Madlab responds to Asia Triennial Manchester 2011 by addressing the cultures of the two Koreas, North and South. Since Korea was formally divided in 1948 down the 38th parallel line, the Northern and Southern parts of the peninsula have followed very dissimilar temporal and spatial paths. The division of the nation has created subsequent generations of Koreans who are, in many ways, poles apart, both physically and ideologically.
MadLab‘s exhibition, 38° of Separation: Korea, Time and Generation, presents cultural reflections and experiences of DPRK through the eyes of North Korean, South Korean and Western artists and illustrators presenting the practical and cultural aftermath of a divided nation, whose populations, separated since WWII, have spent their everyday lives in very different ways.

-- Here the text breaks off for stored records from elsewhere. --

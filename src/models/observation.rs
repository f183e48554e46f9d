use serde::{Deserialize, Serialize};
use serde_json::Value;
use std::collections::BTreeMap;
use std::fmt;

/// Nested `utcdate` block of an observation. The API sends every part as a
/// zero-padded string.
#[derive(Debug, Clone, PartialEq, Eq, Serialize, Deserialize)]
pub struct UtcStamp {
    pub year: String,
    pub mon: String,
    pub mday: String,
    pub hour: String,
    pub min: String,
}

impl UtcStamp {
    /// `YYYYMMDD`
    pub fn date(&self) -> String {
        format!("{}{}{}", self.year, self.mon, self.mday)
    }

    /// `HH:MM`
    pub fn time(&self) -> String {
        format!("{}:{}", self.hour, self.min)
    }

    pub fn key(&self) -> ObservationKey {
        ObservationKey::new(self.date(), self.time())
    }
}

/// One sampling instant as returned by the history endpoint.
#[derive(Debug, Clone, PartialEq, Serialize, Deserialize)]
pub struct RawObservation {
    pub utcdate: UtcStamp,

    #[serde(flatten)]
    pub fields: BTreeMap<String, Value>,
}

impl RawObservation {
    pub fn key(&self) -> ObservationKey {
        self.utcdate.key()
    }

    /// Textual value of a field. `null` counts as absent; non-string scalars
    /// are rendered with their JSON text.
    pub fn text(&self, field: &str) -> Option<String> {
        match self.fields.get(field)? {
            Value::Null => None,
            Value::String(s) => Some(s.clone()),
            other => Some(other.to_string()),
        }
    }
}

/// Row key of the pivot table. Ordering is date then time; both are
/// zero-padded so lexical order is chronological.
#[derive(Debug, Clone, PartialEq, Eq, Hash, PartialOrd, Ord)]
pub struct ObservationKey {
    pub date: String,
    pub time: String,
}

impl ObservationKey {
    pub fn new(date: impl Into<String>, time: impl Into<String>) -> Self {
        Self {
            date: date.into(),
            time: time.into(),
        }
    }
}

impl fmt::Display for ObservationKey {
    fn fmt(&self, f: &mut fmt::Formatter<'_>) -> fmt::Result {
        write!(f, "{}-{}", self.date, self.time)
    }
}

/// Pull the observation list out of a raw history payload.
///
/// Returns `None` when `history.observations` is missing or not an array.
/// Individual entries that do not carry a usable `utcdate` are skipped.
pub fn observations_from_payload(payload: &Value) -> Option<Vec<RawObservation>> {
    let entries = payload.get("history")?.get("observations")?.as_array()?;

    let observations = entries
        .iter()
        .filter_map(|entry| match RawObservation::deserialize(entry) {
            Ok(obs) => Some(obs),
            Err(e) => {
                tracing::debug!("Skipping malformed observation: {}", e);
                None
            }
        })
        .collect();

    Some(observations)
}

HyoJung Seo‘s commissioned installation piece, ‘Double Meaning: Two Koreas by Words & Image,’ explores how people perceive processes of the metamorphosis of time and space as it reacts to bodily movement. Using interactive digital installations, she represents her work either in a strong audio-visual abstract sense or through a small everyday object that disentangles our perceptions about the interaction between an artwork and its audience. The space itself is a text of artwork full of sound, light and images. Visitors are not ‘in front of’ an artwork, but they are ‘in’ the artwork as performers contributing to it. Here, she encourages the visitors to play a matching game using flash cards of simple words which demonstrate the similarities and differences between North Korean and South Korean attitudes to everyday concepts and objects.
Kang Chun Hyok is one of the first North Korean refugees to visually document his experiences of the closed country. His illustrations entitled ‘Stories only we have experienced,’ address his difficult escape from North Korea in 1998 into China, his entry into South Korea in 2001 and his subsequent émigré experiences as a North Korean living in South Korea.

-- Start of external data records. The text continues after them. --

#[derive(Debug, Clone, PartialEq, Eq)]
pub struct FetchFailure {
    pub place: String,
    pub date: String,
    pub reason: String,
}

/// Counters for one run. A run can succeed with a smaller dataset than
/// requested; this is where that shows.
#[derive(Debug, Clone, Default)]
pub struct RunSummary {
    pub pairs_total: usize,
    pub cache_hits: usize,
    pub remote_fetches: usize,
    pub cache_write_failures: usize,
    pub observations_ingested: usize,
    pub overwritten_vectors: usize,
    pub targets_recorded: usize,
    pub rows_labeled: usize,
    pub rows_unlabeled: usize,
    pub rows_dropped: usize,
    pub failures: Vec<FetchFailure>,
}

impl RunSummary {
    pub fn record_failure(&mut self, place: &str, date: &str, reason: impl Into<String>) {
        self.failures.push(FetchFailure {
            place: place.to_string(),
            date: date.to_string(),
            reason: reason.into(),
        });
    }

    pub fn failed(&self) -> usize {
        self.failures.len()
    }

    pub fn succeeded(&self) -> usize {
        self.pairs_total.saturating_sub(self.failed())
    }

    /// Share of (place, date) pairs that produced data, 1.0 for an empty run.
    pub fn completion_rate(&self) -> f64 {
        if self.pairs_total == 0 {
            1.0
        } else {
            self.succeeded() as f64 / self.pairs_total as f64
        }
    }

    pub fn is_partial(&self) -> bool {
        !self.failures.is_empty()
    }

    pub fn rows_emitted(&self) -> usize {
        self.rows_labeled + self.rows_unlabeled
    }

    pub fn generate_summary(&self) -> String {
        let mut summary = String::new();

        summary.push_str("=== Run Summary ===\n");
        summary.push_str(&format!(
            "Place/date pairs: {} ({} ok, {} failed, {:.1}% complete)\n",
            self.pairs_total,
            self.succeeded(),
            self.failed(),
            100.0 * self.completion_rate()
        ));
        summary.push_str(&format!(
            "Cache hits: {}, API calls: {}, cache write failures: {}\n",
            self.cache_hits, self.remote_fetches, self.cache_write_failures
        ));
        summary.push_str(&format!(
            "Observations ingested: {} ({} duplicates replaced)\n",
            self.observations_ingested, self.overwritten_vectors
        ));
        summary.push_str(&format!("Targets recorded: {}\n", self.targets_recorded));
        summary.push_str(&format!(
            "Rows written: {} labeled, {} unlabeled, {} incomplete dropped\n",
            self.rows_labeled, self.rows_unlabeled, self.rows_dropped
        ));

        if !self.failures.is_empty() {
            summary.push_str("\nFirst 10 failures:\n");
            for (i, failure) in self.failures.iter().take(10).enumerate() {
                summary.push_str(&format!(
                    "  {}. {} {}: {}\n",
                    i + 1,
                    failure.place,
                    failure.date,
                    failure.reason
                ));
            }
        }

        summary
    }
}

#[cfg(test)]
mod tests {
    use super::*;

    #[test]
    fn test_completion_rate() {
        let mut summary = RunSummary {
            pairs_total: 4,
            ..Default::default()
        };
        assert!(!summary.is_partial());
        assert_eq!(summary.completion_rate(), 1.0);

        summary.record_failure("Norway/Oslo", "20240101", "timeout");
        assert!(summary.is_partial());
        assert_eq!(summary.succeeded(), 3);
        assert_eq!(summary.completion_rate(), 0.75);
    }

    #[test]
    fn test_empty_run_is_complete() {
        assert_eq!(RunSummary::default().completion_rate(), 1.0);
    }

    #[test]
    fn test_summary_lists_failures() {
        let mut summary = RunSummary {
            pairs_total: 2,
            ..Default::default()
        };
        summary.record_failure("Norway/Oslo", "20240101", "HTTP 500");

        let text = summary.generate_summary();
        assert!(text.contains("50.0% complete"));
        assert!(text.contains("1. Norway/Oslo 20240101: HTTP 500"));
    }
}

Guy Delisle is renowned for his capacity to produce humourous yet politically aware cartoons which document his international travel adventures. After working temporarily on an animation project in North Korea, he relayed his offbeat everyday experiences of the capital – Pyongyang – in the form of a graphic novel of the same name. Here is the chance to see some of the original storyboards from ‘Pyongyang : A Journey in North Korea’.
Co-curated by Hwa Young, director of Madlab and Dr Beccy Kennedy, lecturer at MMU and freelance writer.